Снега дня три не было, дорога накаталась, и скрип полозьев саней далеко слышно, к чему я при­слушивалась до боли в ушах. Начала считать до ты­сячи, но, досчитав до трехсот, мне стало стыдно. Прожить до тридцати лет и потом вдруг за три по­следних месяца так поглупеть, быть в плену неведо­мых до сего времена ощущений, которые овладели, околдовали и парализовали волю. Что за ребячест­во? Все мои доводы и рассуждения не достигали це­ли, все они вели к одному упорному, страстному же­ланию, возрастающему с ураганной стихийной си­лой напряжения, превращая желание в требование „я хочу". Хочу видеть самого Диму сейчас, сию ми­нуту. Пусть это совершится, каким бы ни было пу­тем, какой бы ни было ценой...

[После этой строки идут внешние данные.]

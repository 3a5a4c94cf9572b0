use axum::{
    extract::{Path, State},
    http::StatusCode,
    Json,
};
use serde::{Deserialize, Serialize};
use serde_json::{json, Value};

use crate::error::{ApiError, ApiResult};
use crate::extract::{Payload, RequestSchema, Required};
use crate::state::ApiState;

/// Build hook URLs per hosting platform.
#[derive(Debug, Clone, Default)]
pub struct DeployHooks {
    pub netlify: Option<String>,
    pub vercel: Option<String>,
}

impl DeployHooks {
    /// `Ok(None)` for a known platform without a hook; `Err` for an unknown one.
    pub fn url(&self, platform: &str) -> Result<Option<&str>, ApiError> {
        let hook = match platform {
            "netlify" => &self.netlify,
            "vercel" => &self.vercel,
            other => return Err(ApiError::not_found(format!("Unknown platform: {}", other))),
        };
        Ok(hook.as_deref().filter(|url| !url.trim().is_empty()))
    }
}

#[derive(Debug, Deserialize)]
pub struct HookRequest {
    pub event: String,
    #[serde(default)]
    pub payload: Option<Value>,
}

impl RequestSchema for HookRequest {
    const REQUIRED: &'static [Required] = &[("event", "Event type is required")];
}

#[derive(Debug, Serialize)]
pub struct HookResponse {
    pub status: String,
    pub event: String,
    pub processed: bool,
    pub timestamp: String,
    pub message: String,
}

/// Record an incoming deploy event
pub async fn hook(Payload(payload): Payload<HookRequest>) -> Json<HookResponse> {
    tracing::info!(
        "Deploy hook received: {} (payload: {})",
        payload.event,
        payload.payload.as_ref().map(|v| v.to_string()).unwrap_or_default()
    );

    Json(HookResponse {
        status: "success".to_string(),
        message: format!("Deploy hook '{}' processed successfully", payload.event),
        event: payload.event,
        processed: true,
        timestamp: chrono::Utc::now().to_rfc3339(),
    })
}

/// Fire the platform's build hook
pub async fn trigger(
    State(state): State<ApiState>,
    Path(platform): Path<String>,
) -> ApiResult<(StatusCode, Json<Value>)> {
    let Some(url) = state.deploy_hooks.url(&platform)? else {
        tracing::warn!("No build hook configured for {}", platform);
        return Err(
            ApiError::bad_request(format!("No build hook configured for {}", platform))
                .with("status", json!("dry-run"))
                .with("platform", json!(platform)),
        );
    };

    let response = state
        .http
        .post(url)
        .json(&json!({}))
        .send()
        .await
        .map_err(|e| {
            tracing::error!("Build hook for {} failed: {}", platform, e);
            ApiError::internal(e.to_string())
        })?;

    if !response.status().is_success() {
        let status = response.status();
        tracing::error!("Build hook for {} returned {}", platform, status);
        return Err(ApiError::internal(format!(
            "Build hook returned {}",
            status
        )));
    }

    tracing::info!("Triggered {} deploy", platform);

    Ok((
        StatusCode::ACCEPTED,
        Json(json!({
            "status": "accepted",
            "platform": platform,
            "timestamp": chrono::Utc::now().to_rfc3339(),
        })),
    ))
}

Дойдя до полного исступления, я швырнула стул с такой силой, что у него отлетела ножка. Вот она-то эта ножка, пресекла овладение или наважде­ние и привела меня в себя. В первую минуту мне стало стыдно, но в следующую меня охватил ужас. Да, ужас! Как же это

могло случиться, и что это было? Были ли Вы когда-нибудь во власти стихий­ного вихря эмоций?

Боже мой, неужели средневековье Великого Па­на человечество еще не изжило? Тогда человек на­ходился во власти демонов, духов природы и сти­хийных сил, но ведь это было в мире дохристиан­ском. Христианство впервые и окончательно от­крыло миру начало и понятие духовной свободы. И в то же время в наш XX век еще существуют одер­жимые, сатанисты, черная магия, а наш мужичок верит в домового, который по ночам плетет косы из гривы его лошади.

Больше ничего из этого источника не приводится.